* [EXERCISE] Within the entries below, every line containing "match" is to be copied.
Content starts
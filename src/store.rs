//! Persisted key/value preferences and uptime ledger persistence.
//!
//! The ledger is stored under [`UPTIME_KEY`] as a JSON list of
//! `{"entityId", "timestamp", "status"}` records. Anything that fails to
//! parse is discarded and the ledger starts empty.

use std::collections::BTreeMap;
use std::fmt::Debug;
use std::fs;
use std::path::{Path, PathBuf};
use std::time::Duration;

use anyhow::{Context, Result};
use parking_lot::Mutex;
use tracing::{debug, warn};

use homewatch_types::{StatusEvent, TimestampMs};

use crate::data::EventLog;

/// Preference key holding the persisted uptime ledger.
pub const UPTIME_KEY: &str = "service_uptime";

/// Text key/value store the engine persists through.
pub trait PreferenceStore: Send + Sync + Debug {
    fn get(&self, key: &str) -> Option<String>;

    fn set(&self, key: &str, value: &str) -> Result<()>;
}

/// Preferences kept in a single JSON object on disk.
#[derive(Debug)]
pub struct JsonFileStore {
    path: PathBuf,
    values: Mutex<BTreeMap<String, String>>,
}

impl JsonFileStore {
    /// Open a store backed by `path`. A missing file is an empty store; a
    /// malformed one is logged and replaced on the next write.
    pub fn open<P: AsRef<Path>>(path: P) -> Self {
        let path = path.as_ref().to_path_buf();
        let values = match fs::read_to_string(&path) {
            Ok(content) => serde_json::from_str(&content).unwrap_or_else(|e| {
                warn!("Ignoring malformed preferences in {}: {}", path.display(), e);
                BTreeMap::new()
            }),
            Err(e) => {
                debug!("No preferences at {} ({}), starting empty", path.display(), e);
                BTreeMap::new()
            }
        };
        Self {
            path,
            values: Mutex::new(values),
        }
    }

    pub fn path(&self) -> &Path {
        &self.path
    }
}

impl PreferenceStore for JsonFileStore {
    fn get(&self, key: &str) -> Option<String> {
        self.values.lock().get(key).cloned()
    }

    fn set(&self, key: &str, value: &str) -> Result<()> {
        let mut values = self.values.lock();
        values.insert(key.to_string(), value.to_string());
        let content = serde_json::to_string_pretty(&*values)?;
        if let Some(parent) = self.path.parent().filter(|p| !p.as_os_str().is_empty()) {
            fs::create_dir_all(parent)
                .with_context(|| format!("creating {}", parent.display()))?;
        }
        fs::write(&self.path, content)
            .with_context(|| format!("writing {}", self.path.display()))?;
        Ok(())
    }
}

/// In-memory preferences, for tests and ephemeral runs.
#[derive(Debug, Default)]
pub struct MemoryStore {
    values: Mutex<BTreeMap<String, String>>,
}

impl MemoryStore {
    pub fn new() -> Self {
        Self::default()
    }
}

impl PreferenceStore for MemoryStore {
    fn get(&self, key: &str) -> Option<String> {
        self.values.lock().get(key).cloned()
    }

    fn set(&self, key: &str, value: &str) -> Result<()> {
        self.values.lock().insert(key.to_string(), value.to_string());
        Ok(())
    }
}

/// Persist the ledger's in-window events.
pub fn save_ledger(store: &dyn PreferenceStore, log: &EventLog, now: TimestampMs) -> Result<()> {
    let records = log.to_records(now);
    let json = serde_json::to_string(&records)?;
    store.set(UPTIME_KEY, &json)?;
    debug!("Saved {} uptime records", records.len());
    Ok(())
}

/// Restore the ledger, keeping only events inside `window`.
///
/// Missing or malformed state yields an empty log.
pub fn load_ledger(store: &dyn PreferenceStore, window: Duration, now: TimestampMs) -> EventLog {
    let Some(json) = store.get(UPTIME_KEY) else {
        return EventLog::new(window);
    };

    match serde_json::from_str::<Vec<StatusEvent>>(&json) {
        Ok(records) => {
            let total = records.len();
            let log = EventLog::from_records(records, window, now);
            debug!("Loaded {} of {} uptime records", log.len(), total);
            log
        }
        Err(e) => {
            warn!("Discarding malformed uptime ledger: {}", e);
            EventLog::new(window)
        }
    }
}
Content ends
* [RESPONSE AREA]
        let values = match fs::read_to_string(&path) {
    match serde_json::from_str::<Vec<StatusEvent>>(&json) {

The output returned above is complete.